### Prompt
When a line in the data below includes "crate", pick it out and copy it.

[Supplied records Boundary: Start]

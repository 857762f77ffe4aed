use std::fmt;
use std::str::FromStr;

use serde::{Deserialize, Serialize};

use crate::CoreError;

#[derive(Debug, Clone, Copy, Serialize, Deserialize, PartialEq, Eq, Hash, PartialOrd, Ord)]
#[serde(rename_all = "lowercase")]
pub enum Line {
    Anode,
    Cathode,
    Shared,
}

impl Line {
    pub fn is_electrode(self) -> bool {
        matches!(self, Line::Anode | Line::Cathode)
    }

    pub fn as_str(self) -> &'static str {
        match self {
            Line::Anode => "anode",
            Line::Cathode => "cathode",
            Line::Shared => "shared",
        }
    }
}

impl fmt::Display for Line {
    fn fmt(&self, f: &mut fmt::Formatter<'_>) -> fmt::Result {
        f.write_str(self.as_str())
    }
}

/// Identifier of one manufacturing stage. Serialized as its display label.
#[derive(Debug, Clone, Copy, Serialize, Deserialize, PartialEq, Eq, Hash, PartialOrd, Ord)]
pub enum StageId {
    #[serde(rename = "Anode Mixing")]
    AnodeMixing,
    #[serde(rename = "Anode Coating")]
    AnodeCoating,
    #[serde(rename = "Anode Drying")]
    AnodeDrying,
    #[serde(rename = "Anode Calendaring")]
    AnodeCalendaring,
    #[serde(rename = "Anode Slitting")]
    AnodeSlitting,
    #[serde(rename = "Anode Inspection")]
    AnodeInspection,
    #[serde(rename = "Cathode Mixing")]
    CathodeMixing,
    #[serde(rename = "Cathode Coating")]
    CathodeCoating,
    #[serde(rename = "Cathode Drying")]
    CathodeDrying,
    #[serde(rename = "Cathode Calendaring")]
    CathodeCalendaring,
    #[serde(rename = "Cathode Slitting")]
    CathodeSlitting,
    #[serde(rename = "Cathode Inspection")]
    CathodeInspection,
    #[serde(rename = "Rewinding")]
    Rewinding,
    #[serde(rename = "Electrolyte Filling")]
    ElectrolyteFilling,
    #[serde(rename = "Formation Cycling")]
    FormationCycling,
    #[serde(rename = "Aging")]
    Aging,
}

impl StageId {
    pub const ALL: [StageId; 16] = [
        StageId::AnodeMixing,
        StageId::AnodeCoating,
        StageId::AnodeDrying,
        StageId::AnodeCalendaring,
        StageId::AnodeSlitting,
        StageId::AnodeInspection,
        StageId::CathodeMixing,
        StageId::CathodeCoating,
        StageId::CathodeDrying,
        StageId::CathodeCalendaring,
        StageId::CathodeSlitting,
        StageId::CathodeInspection,
        StageId::Rewinding,
        StageId::ElectrolyteFilling,
        StageId::FormationCycling,
        StageId::Aging,
    ];

    pub fn label(self) -> &'static str {
        match self {
            StageId::AnodeMixing => "Anode Mixing",
            StageId::AnodeCoating => "Anode Coating",
            StageId::AnodeDrying => "Anode Drying",
            StageId::AnodeCalendaring => "Anode Calendaring",
            StageId::AnodeSlitting => "Anode Slitting",
            StageId::AnodeInspection => "Anode Inspection",
            StageId::CathodeMixing => "Cathode Mixing",
            StageId::CathodeCoating => "Cathode Coating",
            StageId::CathodeDrying => "Cathode Drying",
            StageId::CathodeCalendaring => "Cathode Calendaring",
            StageId::CathodeSlitting => "Cathode Slitting",
            StageId::CathodeInspection => "Cathode Inspection",
            StageId::Rewinding => "Rewinding",
            StageId::ElectrolyteFilling => "Electrolyte Filling",
            StageId::FormationCycling => "Formation Cycling",
            StageId::Aging => "Aging",
        }
    }

    pub fn line(self) -> Line {
        match self {
            StageId::AnodeMixing
            | StageId::AnodeCoating
            | StageId::AnodeDrying
            | StageId::AnodeCalendaring
            | StageId::AnodeSlitting
            | StageId::AnodeInspection => Line::Anode,
            StageId::CathodeMixing
            | StageId::CathodeCoating
            | StageId::CathodeDrying
            | StageId::CathodeCalendaring
            | StageId::CathodeSlitting
            | StageId::CathodeInspection => Line::Cathode,
            StageId::Rewinding
            | StageId::ElectrolyteFilling
            | StageId::FormationCycling
            | StageId::Aging => Line::Shared,
        }
    }
}

impl fmt::Display for StageId {
    fn fmt(&self, f: &mut fmt::Formatter<'_>) -> fmt::Result {
        f.write_str(self.label())
    }
}

impl FromStr for StageId {
    type Err = CoreError;

    /// Parses a display label, ignoring case and surrounding whitespace.
    fn from_str(s: &str) -> Result<Self, Self::Err> {
        let wanted = s.trim();
        StageId::ALL
            .iter()
            .copied()
            .find(|stage| stage.label().eq_ignore_ascii_case(wanted))
            .ok_or_else(|| CoreError::UnknownStage(s.to_string()))
    }
}

/// Static description of a stage as shown on the flow diagram.
#[derive(Debug, Clone, Serialize, Deserialize, PartialEq, Eq)]
pub struct Stage {
    pub id: StageId,
    pub label: String,
    pub line: Line,
    pub ordinal: usize,
}
//! The fixed stage-progression graph: two electrode lines merging into the shared cell line.

use std::fmt;

use serde::{Deserialize, Serialize};

use crate::stage::{Line, Stage, StageId};

/// Directed edge between two stages. Text form is `"<from>-><to>"`.
#[derive(Debug, Clone, Copy, Serialize, Deserialize, PartialEq, Eq, Hash, PartialOrd, Ord)]
pub struct EdgeId {
    pub from: StageId,
    pub to: StageId,
}

impl EdgeId {
    pub fn new(from: StageId, to: StageId) -> Self {
        Self { from, to }
    }
}

impl fmt::Display for EdgeId {
    fn fmt(&self, f: &mut fmt::Formatter<'_>) -> fmt::Result {
        write!(f, "{}->{}", self.from, self.to)
    }
}

#[derive(Debug, Clone)]
pub struct StageGraph {
    anode: Vec<Stage>,
    cathode: Vec<Stage>,
    shared: Vec<Stage>,
}

impl Default for StageGraph {
    fn default() -> Self {
        Self::standard()
    }
}

impl StageGraph {
    /// The plant layout: six anode stages, six cathode stages, four shared cell stages.
    pub fn standard() -> Self {
        let build = |line: Line| -> Vec<Stage> {
            StageId::ALL
                .iter()
                .copied()
                .filter(|stage| stage.line() == line)
                .enumerate()
                .map(|(ordinal, id)| Stage {
                    id,
                    label: id.label().to_string(),
                    line,
                    ordinal,
                })
                .collect()
        };
        Self {
            anode: build(Line::Anode),
            cathode: build(Line::Cathode),
            shared: build(Line::Shared),
        }
    }

    pub fn line(&self, line: Line) -> &[Stage] {
        match line {
            Line::Anode => &self.anode,
            Line::Cathode => &self.cathode,
            Line::Shared => &self.shared,
        }
    }

    pub fn stage(&self, id: StageId) -> Option<&Stage> {
        self.line(id.line()).iter().find(|stage| stage.id == id)
    }

    pub fn ordinal(&self, id: StageId) -> Option<usize> {
        self.stage(id).map(|stage| stage.ordinal)
    }

    /// First stage of the shared line; both inspection stages feed it.
    pub fn shared_entry(&self) -> StageId {
        self.shared.first().map(|stage| stage.id).unwrap_or(StageId::Rewinding)
    }

    pub fn entry(&self, line: Line) -> Option<StageId> {
        self.line(line).first().map(|stage| stage.id)
    }

    /// Last stage of an electrode line, i.e. the source of a merge edge.
    pub fn is_merge_source(&self, id: StageId) -> bool {
        let line = id.line();
        line.is_electrode() && self.line(line).last().map(|stage| stage.id) == Some(id)
    }

    /// The merge sources of both electrode lines, anode first.
    pub fn merge_sources(&self) -> [StageId; 2] {
        let last = |line: &[Stage], fallback: StageId| line.last().map(|s| s.id).unwrap_or(fallback);
        [
            last(&self.anode, StageId::AnodeInspection),
            last(&self.cathode, StageId::CathodeInspection),
        ]
    }

    /// Next stage within the same line. Merge sources and the terminal stage have none.
    pub fn successor(&self, id: StageId) -> Option<StageId> {
        let stages = self.line(id.line());
        let pos = stages.iter().position(|stage| stage.id == id)?;
        stages.get(pos + 1).map(|stage| stage.id)
    }

    pub fn is_terminal(&self, id: StageId) -> bool {
        self.shared.last().map(|stage| stage.id) == Some(id)
    }

    /// Every edge in render order: cathode line, anode line, shared line, then the merges.
    pub fn edges(&self) -> Vec<EdgeId> {
        let mut edges = Vec::new();
        for line in [&self.cathode, &self.anode, &self.shared] {
            for pair in line.windows(2) {
                edges.push(EdgeId::new(pair[0].id, pair[1].id));
            }
        }
        let entry = self.shared_entry();
        let [anode_last, cathode_last] = self.merge_sources();
        edges.push(EdgeId::new(cathode_last, entry));
        edges.push(EdgeId::new(anode_last, entry));
        edges
    }

    pub fn stages(&self) -> impl Iterator<Item = &Stage> {
        self.anode.iter().chain(self.cathode.iter()).chain(self.shared.iter())
    }
}

#[cfg(test)]
mod tests {
    use super::*;

    #[test]
    fn every_non_terminal_stage_has_one_successor() {
        let graph = StageGraph::standard();
        for stage in graph.stages() {
            let succ = graph.successor(stage.id);
            if graph.is_merge_source(stage.id) || graph.is_terminal(stage.id) {
                assert_eq!(succ, None, "{} should not have an in-line successor", stage.id);
            } else {
                let next = succ.expect("successor");
                assert_eq!(next.line(), stage.line);
                assert_eq!(graph.ordinal(next), Some(stage.ordinal + 1));
            }
        }
    }

    #[test]
    fn inspections_merge_into_rewinding() {
        let graph = StageGraph::standard();
        assert_eq!(graph.shared_entry(), StageId::Rewinding);
        assert_eq!(
            graph.merge_sources(),
            [StageId::AnodeInspection, StageId::CathodeInspection]
        );
        assert!(graph.is_merge_source(StageId::CathodeInspection));
        assert!(!graph.is_merge_source(StageId::Aging));
        assert!(graph.is_terminal(StageId::Aging));
    }

    #[test]
    fn edge_list_matches_diagram() {
        let graph = StageGraph::standard();
        let edges = graph.edges();
        assert_eq!(edges.len(), 5 + 5 + 3 + 2);
        assert_eq!(edges[0].to_string(), "Cathode Mixing->Cathode Coating");
        assert_eq!(
            edges.last().map(|e| e.to_string()).as_deref(),
            Some("Anode Inspection->Rewinding")
        );
    }

    #[test]
    fn ordinals_follow_line_order() {
        let graph = StageGraph::standard();
        assert_eq!(graph.ordinal(StageId::AnodeMixing), Some(0));
        assert_eq!(graph.ordinal(StageId::CathodeInspection), Some(5));
        assert_eq!(graph.ordinal(StageId::Aging), Some(3));
        assert_eq!(graph.entry(Line::Cathode), Some(StageId::CathodeMixing));
    }
}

[Supplied records Boundary: End]

### Solution to the exercise
use crate::CoreError;
use crate::stage::{Line, Stage, StageId};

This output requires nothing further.